Skip to content

[Feature][RL]: Support Model weight offload, reload and sync model weight & Offload DIT cache #316

@wwwbby

Description

@wwwbby

🚀 The feature, motivation and pitch

verl is a production-ready RLHF framework that orchestrates distributed training (FSDP/Megatron) with high-throughput rollout generation via vLLM. Its core design relies on:

  • Ray-based vLLM rollout workers (VLLMRolloutActor) for parallel inference
  • Zero-copy weight synchronization from training workers to inference engines
  • DataProto batch protocol for bidirectional data transfer

Currently, verl works seamlessly with native vLLM for text models but cannot leverage vllm-omni's multi-modal/audio generation capabilities, blocking RLHF for Omni-series models (Qwen2.5-Omni, etc.).

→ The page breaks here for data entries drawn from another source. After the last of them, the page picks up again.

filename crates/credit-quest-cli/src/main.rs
mod commands;
mod config;
mod input;
mod output;

use clap::{Parser, Subcommand, ValueEnum};
use colored::Colorize;
use std::path::PathBuf;
use std::process;
use tracing_subscriber::{layer::SubscriberExt, util::SubscriberInitExt, EnvFilter};

use commands::ledger::{CheckArgs, ExtraCommand, ResetArgs};
use commands::progress::{ScheduleArgs, StatsArgs, UtilizationArgs};
use commands::setup::SetupArgs;
use config::CliConfig;
use credit_quest_core::ledger::JsonFileStore;

/// Track an installment loan, month by month
#[derive(Parser)]
#[command(
    name = "cq",
    version,
    about = "Track an installment loan, month by month",
    long_about = "A CLI for tracking a fixed-rate installment loan with decimal precision. \
                  Generates the amortization schedule, records special repayments, \
                  tracks acknowledged installments and the yearly special-repayment limit."
)]
struct Cli {
    #[command(subcommand)]
    command: Commands,

    /// Output format
    #[arg(long, default_value = "json", global = true)]
    output: OutputFormat,

    /// Ledger file (overrides CREDIT_QUEST_DATA_FILE)
    #[arg(long, global = true)]
    data_file: Option<PathBuf>,
}

#[derive(Subcommand)]
enum Commands {
    /// Configure the loan (keeps recorded progress)
    Setup(SetupArgs),
    /// Print the amortization schedule
    Schedule(ScheduleArgs),
    /// Progress statistics and this year's special-repayment usage
    Stats(StatsArgs),
    /// Special-repayment allowance for a calendar year
    Utilization(UtilizationArgs),
    /// Mark an installment as paid
    Check(CheckArgs),
    /// Withdraw the paid mark from an installment
    Uncheck(CheckArgs),
    /// Record or list special repayments
    #[command(subcommand)]
    Extra(ExtraCommand),
    /// Delete the profile and all progress
    Reset(ResetArgs),
    /// Print version information
    Version,
}

#[derive(Debug, Clone, ValueEnum)]
pub enum OutputFormat {
    Json,
    Table,
    Csv,
    Minimal,
}

fn init_tracing(default_filter: &str) {
    let filter = EnvFilter::try_new(default_filter).unwrap_or_else(|_| EnvFilter::new("warn"));
    tracing_subscriber::registry()
        .with(filter)
        .with(tracing_subscriber::fmt::layer().with_writer(std::io::stderr))
        .init();
}

fn main() {
    let cli = Cli::parse();
    let config = CliConfig::from_env().with_data_file(cli.data_file);
    init_tracing(&config.log_filter);
    tracing::debug!(data_file = %config.data_file.display(), "using ledger");

    let store = JsonFileStore::new(config.data_file);

    let result: Result<serde_json::Value, Box<dyn std::error::Error>> = match cli.command {
        Commands::Setup(args) => commands::setup::run_setup(args, &store),
        Commands::Schedule(args) => commands::progress::run_schedule(args, &store),
        Commands::Stats(args) => commands::progress::run_stats(args, &store),
        Commands::Utilization(args) => commands::progress::run_utilization(args, &store),
        Commands::Check(args) => commands::ledger::run_check(args, &store),
        Commands::Uncheck(args) => commands::ledger::run_uncheck(args, &store),
        Commands::Extra(command) => commands::ledger::run_extra(command, &store),
        Commands::Reset(args) => commands::ledger::run_reset(args, &store),
        Commands::Version => {
            println!("cq {}", env!("CARGO_PKG_VERSION"));
            return;
        }
    };

    match result {
        Ok(value) => {
            output::format_output(&cli.output, &value);
            process::exit(0);
        }
        Err(e) => {
            eprintln!("{}: {}", "error".red().bold(), e);
            process::exit(1);
        }
    }
}
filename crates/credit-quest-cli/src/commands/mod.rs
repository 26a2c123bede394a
pub mod ledger;
pub mod progress;
pub mod setup;
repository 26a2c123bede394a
use chrono::Utc;
use clap::{Args, Subcommand};
use rust_decimal::Decimal;
use serde_json::{json, Value};

use credit_quest_core::amortization::utilization::yearly_utilization;
use credit_quest_core::dates;
use credit_quest_core::ledger::LedgerStore;
use credit_quest_core::ExtraPayment;

/// Arguments for acknowledging an installment
#[derive(Args)]
pub struct CheckArgs {
    /// Installment id, e.g. m-2024-0 for January 2024
    pub id: String,
}

#[derive(Subcommand)]
pub enum ExtraCommand {
    /// Record a special repayment
    Add(ExtraAddArgs),
    /// List recorded special repayments in date order
    List,
}

/// Arguments for recording a special repayment
#[derive(Args)]
pub struct ExtraAddArgs {
    /// Amount paid towards principal
    #[arg(long)]
    pub amount: Decimal,

    /// Payment date (RFC 3339 or YYYY-MM-DD, defaults to now)
    #[arg(long)]
    pub date: Option<String>,

    /// Unique id (defaults to extra-<unix millis>)
    #[arg(long)]
    pub id: Option<String>,
}

/// Arguments for wiping the ledger
#[derive(Args)]
pub struct ResetArgs {
    /// Confirm deleting the profile and all progress
    #[arg(long)]
    pub yes: bool,
}

pub fn run_check(args: CheckArgs, store: &dyn LedgerStore) -> Result<Value, Box<dyn std::error::Error>> {
    let mut doc = store.load()?;
    let changed = doc.check(&args.id)?;
    if changed {
        store.save(&doc)?;
    }
    Ok(json!({ "id": args.id, "checked": true, "changed": changed }))
}

pub fn run_uncheck(args: CheckArgs, store: &dyn LedgerStore) -> Result<Value, Box<dyn std::error::Error>> {
    let mut doc = store.load()?;
    let changed = doc.uncheck(&args.id);
    if changed {
        store.save(&doc)?;
    }
    Ok(json!({ "id": args.id, "checked": false, "changed": changed }))
}

pub fn run_extra(command: ExtraCommand, store: &dyn LedgerStore) -> Result<Value, Box<dyn std::error::Error>> {
    match command {
        ExtraCommand::Add(args) => run_extra_add(args, store),
        ExtraCommand::List => {
            let doc = store.load()?;
            Ok(serde_json::to_value(doc.sorted_extra_payments())?)
        }
    }
}

fn run_extra_add(args: ExtraAddArgs, store: &dyn LedgerStore) -> Result<Value, Box<dyn std::error::Error>> {
    let now = Utc::now();
    let date = match args.date {
        Some(ref raw) => dates::parse_timestamp(raw)?,
        None => now,
    };
    let id = args
        .id
        .unwrap_or_else(|| format!("extra-{}", now.timestamp_millis()));
    let extra = ExtraPayment::new(id, date, args.amount);

    let mut doc = store.load()?;
    let principal = doc.require_profile()?.principal;
    doc.add_extra_payment(extra.clone())?;
    store.save(&doc)?;

    let utilization = yearly_utilization(extra.year(), &doc.extra_payments, principal)?;
    let mut warnings = Vec::new();
    if utilization.paid > utilization.max {
        warnings.push(format!(
            "Special repayments in {} now exceed the annual limit of {} by {}",
            utilization.year,
            utilization.max.round_dp(2),
            (utilization.paid - utilization.max).round_dp(2)
        ));
    }

    Ok(json!({
        "result": { "extra_payment": extra, "utilization": utilization },
        "warnings": warnings,
    }))
}

pub fn run_reset(args: ResetArgs, store: &dyn LedgerStore) -> Result<Value, Box<dyn std::error::Error>> {
    if !args.yes {
        return Err("reset deletes the profile and all progress; pass --yes to confirm".into());
    }
    let mut doc = store.load()?;
    doc.reset();
    store.save(&doc)?;
    tracing::info!("ledger reset");
    Ok(json!({ "reset": true }))
}

#[cfg(test)]
mod tests {
    use super::*;
    use chrono::NaiveDate;
    use credit_quest_core::ledger::{LedgerDocument, MemoryStore};
    use credit_quest_core::LoanProfile;

    fn store() -> MemoryStore {
        let mut doc = LedgerDocument::default();
        doc.set_profile(LoanProfile {
            principal: Decimal::from(10000),
            interest_rate: Decimal::from(5),
            monthly_payment: Decimal::from(200),
            start_date: NaiveDate::from_ymd_opt(2024, 1, 1).unwrap(),
        })
        .unwrap();
        MemoryStore::new(doc)
    }

    fn add(amount: i64, id: &str) -> ExtraAddArgs {
        ExtraAddArgs {
            amount: Decimal::from(amount),
            date: Some("2024-05-02".into()),
            id: Some(id.into()),
        }
    }

    #[test]
    fn test_check_then_uncheck_persists() {
        let store = store();
        let out = run_check(CheckArgs { id: "m-2024-2".into() }, &store).unwrap();
        assert_eq!(out["changed"], true);
        assert!(store.load().unwrap().is_checked("m-2024-2"));

        let out = run_uncheck(CheckArgs { id: "m-2024-2".into() }, &store).unwrap();
        assert_eq!(out["changed"], true);
        assert!(!store.load().unwrap().is_checked("m-2024-2"));
    }

    #[test]
    fn test_check_unknown_id_fails() {
        let store = store();
        assert!(run_check(CheckArgs { id: "m-1990-0".into() }, &store).is_err());
    }

    #[test]
    fn test_extra_add_warns_over_limit() {
        let store = store();
        let out = run_extra_add(add(300, "a"), &store).unwrap();
        assert!(out["warnings"].as_array().unwrap().is_empty());

        let out = run_extra_add(add(300, "b"), &store).unwrap();
        assert_eq!(out["result"]["utilization"]["is_maxed"], true);
        assert_eq!(out["warnings"].as_array().unwrap().len(), 1);
        assert_eq!(store.load().unwrap().extra_payments.len(), 2);
    }

    #[test]
    fn test_extra_add_duplicate_id_fails() {
        let store = store();
        run_extra_add(add(100, "dup"), &store).unwrap();
        assert!(run_extra_add(add(100, "dup"), &store).is_err());
    }

    #[test]
    fn test_reset_requires_confirmation() {
        let store = store();
        assert!(run_reset(ResetArgs { yes: false }, &store).is_err());
        assert!(store.load().unwrap().is_configured());

        run_reset(ResetArgs { yes: true }, &store).unwrap();
        assert!(!store.load().unwrap().is_configured());
    }
}
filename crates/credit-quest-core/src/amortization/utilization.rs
//! Calendar-year special-repayment allowance.
//!
//! Fixed-rate loans commonly allow unscheduled repayments of up to 5% of the
//! original principal per calendar year. Usage is measured on the raw extra
//! payments as entered, not on what the schedule managed to apply: money
//! committed counts even when the loan was already settled.

use rust_decimal::Decimal;
use rust_decimal_macros::dec;
use serde::{Deserialize, Serialize};

use crate::error::CreditQuestError;
use crate::types::{ExtraPayment, Money, Rate};
use crate::CreditQuestResult;

/// Share of the initial principal that may be repaid early each year.
pub const ANNUAL_SPECIAL_REPAYMENT_CAP: Rate = dec!(0.05);

/// Special-repayment usage for one calendar year.
#[derive(Debug, Clone, PartialEq, Serialize, Deserialize)]
pub struct YearlyUtilization {
    pub year: i32,
    /// Sum of extra payments dated in `year`.
    pub paid: Money,
    /// Annual allowance.
    pub max: Money,
    /// Allowance still open this year, never negative.
    pub remaining_allowance: Money,
    /// 0-100.
    pub percentage: Decimal,
    pub is_maxed: bool,
}

/// Request shape for callers that send one JSON payload.
#[derive(Debug, Clone, Serialize, Deserialize)]
#[serde(rename_all = "camelCase")]
pub struct UtilizationInput {
    pub year: i32,
    #[serde(default)]
    pub extra_payments: Vec<ExtraPayment>,
    pub initial_principal: Money,
}

/// Compute the allowance usage for `year`.
pub fn yearly_utilization(
    year: i32,
    extra_payments: &[ExtraPayment],
    initial_principal: Money,
) -> CreditQuestResult<YearlyUtilization> {
    if initial_principal <= Decimal::ZERO {
        return Err(CreditQuestError::InvalidInput {
            field: "initial_principal".into(),
            reason: "Initial principal must be positive to derive the annual allowance".into(),
        });
    }

    let max = initial_principal * ANNUAL_SPECIAL_REPAYMENT_CAP;
    let paid: Money = extra_payments
        .iter()
        .filter(|p| p.year() == year)
        .fold(Decimal::ZERO, |acc, p| acc.saturating_add(p.amount));

    // A principal too small to yield a representable allowance reads as used up.
    let percentage = paid
        .checked_div(max)
        .and_then(|ratio| ratio.checked_mul(dec!(100)))
        .unwrap_or(dec!(100))
        .clamp(Decimal::ZERO, dec!(100));

    Ok(YearlyUtilization {
        year,
        paid,
        max,
        remaining_allowance: max.saturating_sub(paid).max(Decimal::ZERO),
        percentage,
        is_maxed: paid >= max,
    })
}
pub mod schedule;
pub mod stats;
pub mod utilization;
pub mod validation;

pub use schedule::{
    build_schedule, generate_schedule, PaymentEvent, PaymentKind, ScheduleInput, ScheduleOutput,
};
pub use stats::{analyze_progress, compute_stats, compute_stats_as_of, split_schedule, LoanStats};
pub use utilization::{yearly_utilization, UtilizationInput, YearlyUtilization};
pub use validation::{check_profile, validate_profile, ProfileCheck};
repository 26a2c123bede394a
//! Persistence gateway for the ledger document.
//!
//! A store hands out a fully materialised snapshot and replaces the whole
//! document on save. It never merges; callers load, modify and save.

use std::fs;
use std::path::{Path, PathBuf};
use std::sync::Mutex;

use super::document::LedgerDocument;
use crate::error::CreditQuestError;
use crate::CreditQuestResult;

pub trait LedgerStore {
    /// Current document, or an empty one if nothing is stored yet.
    fn load(&self) -> CreditQuestResult<LedgerDocument>;

    /// Replace the stored document.
    fn save(&self, doc: &LedgerDocument) -> CreditQuestResult<()>;
}

/// Pretty-printed JSON file, replaced via a sibling temp file and rename.
#[derive(Debug, Clone)]
pub struct JsonFileStore {
    path: PathBuf,
}

impl JsonFileStore {
    pub fn new(path: impl Into<PathBuf>) -> Self {
        Self { path: path.into() }
    }

    pub fn path(&self) -> &Path {
        &self.path
    }

    fn temp_path(&self) -> PathBuf {
        let mut name = self
            .path
            .file_name()
            .map(|n| n.to_os_string())
            .unwrap_or_else(|| "ledger.json".into());
        name.push(".tmp");
        self.path.with_file_name(name)
    }
}

impl LedgerStore for JsonFileStore {
    fn load(&self) -> CreditQuestResult<LedgerDocument> {
        if !self.path.exists() {
            tracing::debug!(path = %self.path.display(), "no ledger on disk, starting empty");
            return Ok(LedgerDocument::default());
        }
        let contents = fs::read_to_string(&self.path).map_err(|e| {
            CreditQuestError::Storage(format!("failed to read '{}': {}", self.path.display(), e))
        })?;
        if contents.trim().is_empty() {
            return Ok(LedgerDocument::default());
        }
        serde_json::from_str(&contents).map_err(|e| {
            CreditQuestError::SerializationError(format!(
                "failed to parse '{}': {}",
                self.path.display(),
                e
            ))
        })
    }

    fn save(&self, doc: &LedgerDocument) -> CreditQuestResult<()> {
        if let Some(parent) = self.path.parent().filter(|p| !p.as_os_str().is_empty()) {
            fs::create_dir_all(parent)?;
        }
        let json = serde_json::to_string_pretty(doc)?;
        let tmp = self.temp_path();
        fs::write(&tmp, json).map_err(|e| {
            CreditQuestError::Storage(format!("failed to write '{}': {}", tmp.display(), e))
        })?;
        fs::rename(&tmp, &self.path).map_err(|e| {
            CreditQuestError::Storage(format!(
                "failed to replace '{}': {}",
                self.path.display(),
                e
            ))
        })?;
        tracing::info!(
            path = %self.path.display(),
            checked = doc.checked_ids.len(),
            extras = doc.extra_payments.len(),
            "ledger saved"
        );
        Ok(())
    }
}

/// In-process store, mainly for tests and embedding.
#[derive(Debug, Default)]
pub struct MemoryStore {
    doc: Mutex<LedgerDocument>,
}

impl MemoryStore {
    pub fn new(doc: LedgerDocument) -> Self {
        Self {
            doc: Mutex::new(doc),
        }
    }
}

impl LedgerStore for MemoryStore {
    fn load(&self) -> CreditQuestResult<LedgerDocument> {
        self.doc
            .lock()
            .map(|d| d.clone())
            .map_err(|_| CreditQuestError::Storage("memory store lock poisoned".into()))
    }

    fn save(&self, doc: &LedgerDocument) -> CreditQuestResult<()> {
        let mut guard = self
            .doc
            .lock()
            .map_err(|_| CreditQuestError::Storage("memory store lock poisoned".into()))?;
        *guard = doc.clone();
        Ok(())
    }
}

#[cfg(test)]
mod tests {
    use super::*;
    use crate::types::LoanProfile;
    use chrono::NaiveDate;
    use pretty_assertions::assert_eq;
    use rust_decimal_macros::dec;

    fn configured() -> LedgerDocument {
        let mut doc = LedgerDocument::default();
        doc.set_profile(LoanProfile {
            principal: dec!(18000),
            interest_rate: dec!(4.2),
            monthly_payment: dec!(320),
            start_date: NaiveDate::from_ymd_opt(2025, 2, 1).unwrap(),
        })
        .unwrap();
        doc
    }

    #[test]
    fn test_missing_file_loads_empty() {
        let dir = tempfile::tempdir().unwrap();
        let store = JsonFileStore::new(dir.path().join("db.json"));
        assert_eq!(store.load().unwrap(), LedgerDocument::default());
    }

    #[test]
    fn test_save_creates_parent_and_round_trips() {
        let dir = tempfile::tempdir().unwrap();
        let store = JsonFileStore::new(dir.path().join("data").join("db.json"));
        let mut doc = configured();
        doc.check("m-2025-1").unwrap();

        store.save(&doc).unwrap();
        assert!(store.path().exists());
        assert!(!dir.path().join("data").join("db.json.tmp").exists());
        assert_eq!(store.load().unwrap(), doc);
    }

    #[test]
    fn test_save_overwrites_whole_document() {
        let dir = tempfile::tempdir().unwrap();
        let store = JsonFileStore::new(dir.path().join("db.json"));
        store.save(&configured()).unwrap();

        store.save(&LedgerDocument::default()).unwrap();
        let raw = fs::read_to_string(store.path()).unwrap();
        assert_eq!(raw.trim(), "{}");
    }

    #[test]
    fn test_corrupt_file_is_an_error() {
        let dir = tempfile::tempdir().unwrap();
        let path = dir.path().join("db.json");
        fs::write(&path, "{ not json").unwrap();
        let store = JsonFileStore::new(&path);
        assert!(matches!(
            store.load(),
            Err(CreditQuestError::SerializationError(_))
        ));
    }

    #[test]
    fn test_memory_store() {
        let store = MemoryStore::default();
        assert!(!store.load().unwrap().is_configured());
        store.save(&configured()).unwrap();
        assert!(store.load().unwrap().is_configured());
    }
}
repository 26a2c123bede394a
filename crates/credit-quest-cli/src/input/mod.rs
pub mod file;
pub mod stdin;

vllm-omni, while powerful for distributed multi-modal inference, has several gaps that prevent direct integration, Currently only the weight from auto regressive stage that call back to vllm main stream support these feature.
For example in qwen2.5-omni: Only Thinker part currently support this feature. It is missing for Talker part.

Support for 1. Model weight offload, reload;2.sync model weight;3. Offload DIT cache in the vLLM-omni is required to achieve full multimodal inference capability.

Alternatives

No response

Additional context

No response

Before submitting a new issue...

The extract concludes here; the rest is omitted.